Low-molecular-weight heparin (fragmin) and thrombin active-site inhibitor (argatroban) compared in experimental arterial and venous thrombosis and bleeding time.

The antithrombotic and bleeding effects of a low-molecular-weight heparin (LMWH, fragmin) and a thrombin active-site inhibitor (argatroban) were determined in anesthetized rats. Occlusive thrombi were produced in the vena cava, either by partial stasis of blood flow or transmural vessel injury, and in the carotid artery by transmural vessel injury. Bleeding time was measured by puncturing small mesenteric arteries. Each drug was tested in multiple intravenous (i.v.) doses and inhibited venous and arterial thrombosis when the activated partial thromboplastin time (APTT) was increased as much as or more than twofold, although greater APTT increases were required with fragmin and against arterial thrombosis.
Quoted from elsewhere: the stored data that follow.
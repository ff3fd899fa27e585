//! Diagnostic logging.
//!
//! Status lines the user is meant to read go through [`crate::output`].
//! This module only wires up [`tracing`] for diagnostics: watcher setup,
//! debounce decisions, template fallbacks. Output goes to stderr so it never
//! mixes with the status lines on stdout.
//!
//! # Environment Variable
//!
//! `RUST_LOG` takes precedence over the `[logging] level` config value:
//! ```bash
//! RUST_LOG=debug june generate notes.md --watch
//! RUST_LOG=june::watch=trace june generate notes.md --watch
//! ```

use std::sync::Once;
use tracing_subscriber::layer::SubscriberExt;
use tracing_subscriber::util::SubscriberInitExt;
use tracing_subscriber::{EnvFilter, Layer};

use crate::config::LoggingConfig;

static INIT: Once = Once::new();

/// Initialize logging from configuration.
///
/// Call once at startup. Later calls have no effect.
pub fn init_with_config(config: &LoggingConfig) {
    INIT.call_once(|| {
        let filter = filter_for(config, std::env::var("RUST_LOG").ok().as_deref());

        let fmt_layer = tracing_subscriber::fmt::layer()
            .with_writer(std::io::stderr)
            .with_target(true)
            .with_level(true)
            .with_filter(filter);

        // Something else may have installed a subscriber first (tests).
        let _ = tracing_subscriber::registry().with(fmt_layer).try_init();
    });
}

/// Initialize logging with the default `warn` level.
pub fn init() {
    init_with_config(&LoggingConfig::default());
}

/// `RUST_LOG` directives when set and parseable, else the configured level.
fn filter_for(config: &LoggingConfig, rust_log: Option<&str>) -> EnvFilter {
    rust_log
        .and_then(|directives| EnvFilter::try_new(directives).ok())
        .unwrap_or_else(|| EnvFilter::new(&config.level))
}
Fragmin and argatroban decreased to an equivalent extent the weight of venous thrombi induced by stasis (> or = 99%) or vessel injury (90 and 96%, respectively). The maximum inhibition of arterial thrombosis was less with fragmin (69%) and argatroban (65%) and required higher doses of each drug relative to venous thrombosis. At doses that were just optimal against arterial thrombosis, bleeding time was increased moderately by fragmin (32%) and was unaffected by argatroban. These studies demonstrate that doses of fragmin and argatroban that exert comparable antithrombotic activity in large arteries and veins have only moderate effects on bleeding time in small arteries.